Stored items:
=-=-=

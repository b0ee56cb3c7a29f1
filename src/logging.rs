//! File logging. Stdout belongs to the terminal UI, so traces go to a daily
//! rolling file under the platform cache directory.

use anyhow::{Context, Result, anyhow};
use directories::ProjectDirs;
use std::path::PathBuf;
use tracing_appender::non_blocking::WorkerGuard;
use tracing_subscriber::EnvFilter;

const LOG_ENV: &str = "YTS_LOG";
const DEFAULT_FILTER: &str = "info";

pub fn log_dir() -> Option<PathBuf> {
  ProjectDirs::from("", "", "yts").map(|dirs| dirs.cache_dir().join("logs"))
}

/// Filter precedence: explicit CLI value, then `YTS_LOG`, then `info`.
/// A CLI value that does not parse is an error.
fn filter(cli: Option<&str>) -> Result<EnvFilter> {
  if let Some(directive) = cli {
    return EnvFilter::try_new(directive).with_context(|| format!("Invalid --log-level filter `{}`", directive));
  }
  Ok(EnvFilter::try_from_env(LOG_ENV).unwrap_or_else(|_| EnvFilter::new(DEFAULT_FILTER)))
}

/// Install the global subscriber. The returned guard must live until exit so
/// buffered lines are flushed. Returns `None` when no log directory exists.
pub fn init(cli_filter: Option<&str>) -> Result<Option<WorkerGuard>> {
  let filter = filter(cli_filter)?;
  let Some(dir) = log_dir() else { return Ok(None) };
  let appender = tracing_appender::rolling::daily(&dir, "yts.log");
  let (writer, guard) = tracing_appender::non_blocking(appender);

  tracing_subscriber::fmt()
    .with_env_filter(filter)
    .with_writer(writer)
    .with_ansi(false)
    .with_target(false)
    .try_init()
    .map_err(|e| anyhow!("Failed to install log subscriber: {}", e))?;

  Ok(Some(guard))
}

=-=-=

▶ _Assignment_
Set down verbatim only the lines between the start of the data above and the line with "use std::path::PathBuf;", both boundaries included.

▶ _Result_
repository b0ee56cb3c7a29f1
filename src/logging.rs
//! File logging. Stdout belongs to the terminal UI, so traces go to a daily
//! rolling file under the platform cache directory.

use anyhow::{Context, Result, anyhow};
use directories::ProjectDirs;
use std::path::PathBuf;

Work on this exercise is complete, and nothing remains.